While some of the nation's largest mortgage lenders and commercial banks have gone broke or are on the verge of going broke, Deryl Leggett said Old West Federal Credit Union is having one of its best years with a 20 percent growth rate last year.
Leggett said one thing Old West Federal Credit Union and Community Bank have in common is their commitment keeping local deposits invested in the community.
Unlike some "big box lenders" that make loans based on credit scores, Leggett said the loans at the local credit union are made based on the character of the individual, their bill-paying history and extenuating circumstances, such as medical problems, which affect most people at some time in life.
State Rep. Greg Smith, who works for the Northeast Oregon Economic Development District as a day job, said picking the right bank is one of the most important decisions a business makes.
"In choosing a lender, do you want someone who is sitting in the bank making decisions, or someone who comes out to see the business and learn about what you are doing?" Smith asked.
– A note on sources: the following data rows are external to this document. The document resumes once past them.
//! Logging setup for the planner and its CLI
//!
//! The library itself only emits `tracing` events. Binaries and tests call
//! one of the `init_*` functions once to install a subscriber.
//!
//! # Environment Variables
//!
//! - `RUST_LOG`: Standard tracing filter (e.g., "info", "tensorplan=debug")
//! - `TENSORPLAN_LOG_LEVEL`: Simple log level (error, warn, info, debug, trace)
//! - `TENSORPLAN_LOG_FORMAT`: Output format ("human" or "json")

use once_cell::sync::OnceCell;
use thiserror::Error;
use tracing_subscriber::{fmt, layer::SubscriberExt, util::SubscriberInitExt, EnvFilter};

static TRACING_INITIALIZED: OnceCell<()> = OnceCell::new();

const LOG_LEVEL_ENV: &str = "TENSORPLAN_LOG_LEVEL";

const LOG_FORMAT_ENV: &str = "TENSORPLAN_LOG_FORMAT";

/// Errors that can occur while building the subscriber
#[derive(Debug, Error)]
pub enum LoggingError {
    #[error("invalid log filter: {0}")]
    InvalidFilter(String),

    #[error("subscriber already installed: {0}")]
    AlreadyInstalled(String),
}

/// Log level
#[derive(Debug, Clone, Copy, PartialEq, Eq, Default)]
pub enum LogLevel {
    Error,
    #[default]
    Warn,
    Info,
    Debug,
    Trace,
}

impl LogLevel {
    /// Parse a level name, case-insensitive
    pub fn parse(s: &str) -> Option<Self> {
        match s.trim().to_lowercase().as_str() {
            "error" => Some(LogLevel::Error),
            "warn" | "warning" => Some(LogLevel::Warn),
            "info" => Some(LogLevel::Info),
            "debug" => Some(LogLevel::Debug),
            "trace" => Some(LogLevel::Trace),
            _ => None,
        }
    }

    pub fn as_filter_str(&self) -> &'static str {
        match self {
            LogLevel::Error => "error",
            LogLevel::Warn => "warn",
            LogLevel::Info => "info",
            LogLevel::Debug => "debug",
            LogLevel::Trace => "trace",
        }
    }
}

/// Output format
#[derive(Debug, Clone, Copy, PartialEq, Eq, Default)]
pub enum LogFormat {
    #[default]
    Human,
    Json,
}

impl LogFormat {
    pub fn parse(s: &str) -> Option<Self> {
        match s.trim().to_lowercase().as_str() {
            "human" | "pretty" | "console" => Some(LogFormat::Human),
            "json" | "structured" => Some(LogFormat::Json),
            _ => None,
        }
    }
}

/// Logging configuration
#[derive(Debug, Clone, Default)]
pub struct LoggingConfig {
    pub level: LogLevel,
    pub format: LogFormat,
    /// Include file/line in every event
    pub with_file_info: bool,
}

impl LoggingConfig {
    pub fn new() -> Self {
        Self::default()
    }

    pub fn with_level(mut self, level: LogLevel) -> Self {
        self.level = level;
        self
    }

    pub fn with_format(mut self, format: LogFormat) -> Self {
        self.format = format;
        self
    }

    pub fn with_file_info(mut self, with_file_info: bool) -> Self {
        self.with_file_info = with_file_info;
        self
    }

    /// Build a configuration from `TENSORPLAN_LOG_LEVEL` / `TENSORPLAN_LOG_FORMAT`.
    ///
    /// Unknown values fall back to the defaults.
    pub fn from_env() -> Self {
        let level = std::env::var(LOG_LEVEL_ENV)
            .ok()
            .and_then(|s| LogLevel::parse(&s))
            .unwrap_or_default();
        let format = std::env::var(LOG_FORMAT_ENV)
            .ok()
            .and_then(|s| LogFormat::parse(&s))
            .unwrap_or_default();
        Self::new().with_level(level).with_format(format)
    }
}

/// Initialize logging from the environment, ignoring failures.
///
/// Idempotent: only the first call installs a subscriber.
pub fn init_logging_default() {
    let _ = init_logging_from_env();
}

/// Initialize logging from the environment.
///
/// Idempotent: only the first call installs a subscriber.
pub fn init_logging_from_env() -> Result<(), LoggingError> {
    init_with_config(&LoggingConfig::from_env())
}

/// Initialize logging with an explicit configuration.
///
/// Idempotent: only the first call installs a subscriber.
pub fn init_with_config(config: &LoggingConfig) -> Result<(), LoggingError> {
    let mut result = Ok(());
    TRACING_INITIALIZED.get_or_init(|| {
        result = install(config);
    });
    result
}

fn install(config: &LoggingConfig) -> Result<(), LoggingError> {
    let env_filter = build_env_filter(config.level)?;

    match config.format {
        LogFormat::Json => {
            let layer = fmt::layer()
                .json()
                .with_target(false)
                .with_file(config.with_file_info)
                .with_line_number(config.with_file_info);
            tracing_subscriber::registry()
                .with(env_filter)
                .with(layer)
                .try_init()
                .map_err(|e| LoggingError::AlreadyInstalled(e.to_string()))
        }
        LogFormat::Human => {
            let layer = fmt::layer()
                .with_target(true)
                .with_file(config.with_file_info)
                .with_line_number(config.with_file_info)
                .with_writer(std::io::stderr);
            tracing_subscriber::registry()
                .with(env_filter)
                .with(layer)
                .try_init()
                .map_err(|e| LoggingError::AlreadyInstalled(e.to_string()))
        }
    }
}

/// `RUST_LOG` wins over the configured level.
fn build_env_filter(default_level: LogLevel) -> Result<EnvFilter, LoggingError> {
    if let Ok(rust_log) = std::env::var("RUST_LOG") {
        return EnvFilter::try_new(rust_log).map_err(|e| LoggingError::InvalidFilter(e.to_string()));
    }
    Ok(EnvFilter::new(default_level.as_filter_str()))
}

pub fn is_initialized() -> bool {
    TRACING_INITIALIZED.get().is_some()
}
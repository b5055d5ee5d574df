//! Memory blocks: candidate byte ranges of the arena and the slots mapped
//! onto them.
//!
//! Blocks live in a plain `Vec<Block>` owned by the allocator and are
//! addressed by [`BlockId`]. Nothing holds a reference to a block across
//! phases; merged-away blocks are flagged `deleted` rather than removed so
//! every id stays valid for the whole pass.

use std::fmt;

use serde::Serialize;

use crate::graph::{Graph, NodeId};

#[derive(Debug, Clone, Copy, PartialEq, Eq, Hash, PartialOrd, Ord, Serialize)]
pub enum SlotKind {
    Output,
    Workspace,
}

impl fmt::Display for SlotKind {
    fn fmt(&self, f: &mut fmt::Formatter<'_>) -> fmt::Result {
        match self {
            SlotKind::Output => write!(f, "Output"),
            SlotKind::Workspace => write!(f, "Workspace"),
        }
    }
}

/// One memory-consuming point of a node.
#[derive(Debug, Clone, Copy, PartialEq, Eq, Hash, PartialOrd, Ord, Serialize)]
pub struct Slot {
    pub node: NodeId,
    pub kind: SlotKind,
    pub index: usize,
}

impl Slot {
    pub fn output(node: NodeId, index: usize) -> Self {
        Self {
            node,
            kind: SlotKind::Output,
            index,
        }
    }

    pub fn workspace(node: NodeId, index: usize) -> Self {
        Self {
            node,
            kind: SlotKind::Workspace,
            index,
        }
    }

    /// `[name(type), Output, 0]`, falling back to the node id when the node
    /// is unknown.
    pub fn describe(&self, graph: &Graph) -> String {
        match graph.node(self.node) {
            Some(node) => format!("[{}({}), {}, {}]", node.name, node.op_type, self.kind, self.index),
            None => format!("[#{}, {}, {}]", self.node.0, self.kind, self.index),
        }
    }
}

#[derive(Debug, Clone, Copy, PartialEq, Eq, Hash, PartialOrd, Ord, Serialize)]
pub struct BlockId(pub usize);

/// Round `size` up to a multiple of `alignment` (a power of two).
pub fn align_up(size: u64, alignment: u64) -> u64 {
    if alignment <= 1 {
        return size;
    }
    size.saturating_add(alignment - 1) & !(alignment - 1)
}

#[derive(Debug, Clone)]
pub struct Block {
    id: BlockId,
    size: u64,
    real_sizes: Vec<u64>,
    members: Vec<Slot>,
    pub(crate) ref_count: usize,
    stream_id: i64,
    head_offset: Option<u64>,
    tail_offset: Option<u64>,
    pub(crate) deleted: bool,
}

impl Block {
    pub fn new(id: BlockId, size: u64, stream_id: i64) -> Self {
        Self {
            id,
            size,
            real_sizes: Vec::new(),
            members: Vec::new(),
            ref_count: 0,
            stream_id,
            head_offset: None,
            tail_offset: None,
            deleted: false,
        }
    }

    pub fn id(&self) -> BlockId {
        self.id
    }

    pub fn size(&self) -> u64 {
        self.size
    }

    pub fn real_sizes(&self) -> &[u64] {
        &self.real_sizes
    }

    pub fn members(&self) -> &[Slot] {
        &self.members
    }

    pub fn ref_count(&self) -> usize {
        self.ref_count
    }

    pub fn stream_id(&self) -> i64 {
        self.stream_id
    }

    pub fn head_offset(&self) -> Option<u64> {
        self.head_offset
    }

    pub fn tail_offset(&self) -> Option<u64> {
        self.tail_offset
    }

    pub fn is_deleted(&self) -> bool {
        self.deleted
    }

    /// Free and still part of the layout.
    pub fn is_reusable(&self) -> bool {
        self.ref_count == 0 && !self.deleted
    }

    pub fn contains(&self, slot: Slot) -> bool {
        self.members.contains(&slot)
    }

    /// Map another slot onto this block, recording the bytes it asked for.
    pub fn attach(&mut self, slot: Slot, real_size: u64) {
        self.members.push(slot);
        self.real_sizes.push(real_size);
    }

    pub fn max_real_size(&self) -> Option<u64> {
        self.real_sizes.iter().copied().max()
    }

    /// Grow to the largest recorded request and round up to `alignment`.
    /// Never shrinks.
    pub fn resize(&mut self, alignment: u64) {
        let max = self.max_real_size().unwrap_or(0);
        self.size = align_up(self.size.max(max), alignment);
    }

    pub(crate) fn place(&mut self, head: u64) {
        self.head_offset = Some(head);
        self.tail_offset = Some(head.saturating_add(self.size.saturating_sub(1)));
    }

    /// Batch label shared by every member, if there is exactly one.
    pub fn shared_batch_label<'g>(&self, graph: &'g Graph) -> Option<&'g str> {
        let first = self.members.first()?;
        let label = graph
            .node(first.node)?
            .attrs
            .batch_label
            .as_deref()
            .filter(|l| !l.is_empty())?;
        let all_same = self.members[1..].iter().all(|slot| match graph.node(slot.node) {
            Some(node) => node.attrs.batch_label.as_deref() == Some(label),
            None => true,
        });
        all_same.then_some(label)
    }

    /// One-line dump for debug logs.
    pub fn describe(&self, graph: &Graph) -> String {
        let members: Vec<String> = self.members.iter().map(|m| m.describe(graph)).collect();
        let offsets = match (self.head_offset, self.tail_offset) {
            (Some(h), Some(t)) => format!("{}..={}", h, t),
            _ => "unplaced".to_string(),
        };
        format!(
            "Block {} size: {} at {} stream: {} real_sizes: {:?} ref_count: {}{} members: {}",
            self.id.0,
            self.size,
            offsets,
            self.stream_id,
            self.real_sizes,
            self.ref_count,
            if self.deleted { " (deleted)" } else { "" },
            members.join(" ")
        )
    }
}
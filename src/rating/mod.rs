//! Elo rating prediction
//!
//! This module provides the logistic win-probability curve, post-match
//! rating projection, and implied K-factor estimation.

pub mod curve;
pub mod kfactor;
pub mod predictor;

// Re-export commonly used operations
pub use curve::{rating_after_loss, rating_after_win, rating_delta, win_probability};
pub use kfactor::implied_k_factor;
pub use predictor::EloPredictor;
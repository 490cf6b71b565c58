//! Implied K-factor estimation
//!
//! Back-solves the K constant from a sequence of observed rating
//! transitions, assuming each transition followed the standard update
//! formula `next = own + k * (outcome - p)`.

use crate::error::{PredictionError, Result};
use crate::rating::curve::{rating_delta, round_half_even, win_probability};
use crate::types::{KFactorEstimate, MatchOutcome, Rating};
use tracing::debug;

/// Estimate the K-factor implied by a match history
///
/// The four slices are index-aligned: observation `i` holds the player's
/// rating going into match `i`, its outcome, and the two team ratings that
/// set the expected score. Each adjacent pair of observations yields one
/// implied K value.
///
/// The estimate reports both the rounded mean over all transitions
/// (`average`) and the rounded most recent transition alone (`actual`):
/// the latest match is the better witness of the K currently in force,
/// while the mean smooths noise. Callers choose which to trust.
///
/// # Errors
///
/// - [`PredictionError::ShapeMismatch`] if the slices differ in length
/// - [`PredictionError::InsufficientHistory`] with fewer than 2 observations
/// - [`PredictionError::DegenerateProbability`] when an outcome's score
///   equals its expected score exactly, which would divide by zero
pub fn implied_k_factor(
    own_ratings: &[Rating],
    outcomes: &[MatchOutcome],
    first_team_ratings: &[Rating],
    second_team_ratings: &[Rating],
) -> Result<KFactorEstimate> {
    if own_ratings.len() != outcomes.len()
        || own_ratings.len() != first_team_ratings.len()
        || own_ratings.len() != second_team_ratings.len()
    {
        return Err(PredictionError::ShapeMismatch {
            own: own_ratings.len(),
            outcomes: outcomes.len(),
            first_team: first_team_ratings.len(),
            second_team: second_team_ratings.len(),
        }
        .into());
    }

    if own_ratings.len() < 2 {
        return Err(PredictionError::InsufficientHistory {
            observed: own_ratings.len(),
        }
        .into());
    }

    let mut implied = Vec::with_capacity(own_ratings.len() - 1);
    for i in 0..own_ratings.len() - 1 {
        let delta = rating_delta(first_team_ratings[i], second_team_ratings[i]);
        let p = win_probability(delta);

        let denominator = outcomes[i].score() - p;
        if denominator == 0.0 {
            return Err(PredictionError::DegenerateProbability { index: i }.into());
        }

        let shift = f64::from(own_ratings[i + 1] - own_ratings[i]);
        implied.push(shift / denominator);
    }

    let mean = implied.iter().sum::<f64>() / implied.len() as f64;
    let last = implied[implied.len() - 1];
    debug!(
        "estimated K over {} transition(s): average {:.2}, last {:.2}",
        implied.len(),
        mean,
        last
    );

    Ok(KFactorEstimate {
        average: round_half_even(mean),
        actual: round_half_even(last),
    })
}
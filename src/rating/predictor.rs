//! Prediction assembly
//!
//! Builds the win/lose/most-likely rating triple from either a known win
//! probability or a pair of team ratings.

use crate::config::EloConfig;
use crate::error::Result;
use crate::rating::curve::{rating_after_loss, rating_after_win, rating_delta, win_probability};
use crate::types::{KFactor, PredictionResult, Rating, WinProbability};

/// Stateless rating predictor over a validated configuration
#[derive(Debug, Clone, Copy)]
pub struct EloPredictor {
    config: EloConfig,
}

impl EloPredictor {
    /// Create a new predictor
    pub fn new(config: EloConfig) -> Result<Self> {
        config.validate()?;

        Ok(Self { config })
    }

    /// K-factor the predictor projects with
    pub fn k_factor(&self) -> KFactor {
        self.config.k_factor
    }

    /// Project ratings for both outcomes given a known win probability
    ///
    /// `p` is the probability that the player's side wins; values outside
    /// [0, 1] are the caller's responsibility. The `prediction` field holds
    /// the projection under the more probable outcome, or the current
    /// rating untouched when `p` is exactly 0.5.
    pub fn predict_from_probability(&self, own: Rating, p: WinProbability) -> PredictionResult {
        let win = rating_after_win(own, p, self.config.k_factor);
        let lose = rating_after_loss(own, p, self.config.k_factor);

        let prediction = if p > 0.5 {
            win
        } else if p < 0.5 {
            lose
        } else {
            own
        };

        PredictionResult {
            win,
            lose,
            prediction,
        }
    }

    /// Project ratings for both outcomes given the two team ratings
    ///
    /// The win probability is derived from the rating difference between
    /// the player's team and the opposing team, then merged exactly as in
    /// [`predict_from_probability`](Self::predict_from_probability).
    pub fn predict_from_teams(
        &self,
        own: Rating,
        first_team: Rating,
        second_team: Rating,
    ) -> PredictionResult {
        let delta = rating_delta(first_team, second_team);
        self.predict_from_probability(own, win_probability(delta))
    }

    /// Get current configuration as JSON
    pub fn config(&self) -> serde_json::Value {
        serde_json::to_value(self.config).unwrap_or(serde_json::Value::Null)
    }

    /// Update configuration from JSON
    pub fn update_config(&mut self, config: serde_json::Value) -> Result<()> {
        let new_config: EloConfig = serde_json::from_value(config).map_err(|e| {
            crate::error::PredictionError::Configuration {
                message: format!("Invalid predictor configuration: {}", e),
            }
        })?;

        new_config.validate()?;
        self.config = new_config;
        Ok(())
    }
}

impl Default for EloPredictor {
    fn default() -> Self {
        Self {
            config: EloConfig::default(),
        }
    }
}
"I enjoy lenders who are very creative," Smith said. "Find out what lenders are out there who will be creative and help you get where you want to go."
Working with creative lenders who are willing to do the extra paperwork and go the extra mile to help a business get the money they need to start or expand a business had a hand in approvals for nearly $2 million in gap financing in Baker County through partnerships between local banks and the Northeastern Oregon Economic Development District during the last 18 months, Smith said.
"What I hope entrepreneurs get out of tonight's meeting is how important it is to work with lenders who are flexible and creative," Smith said.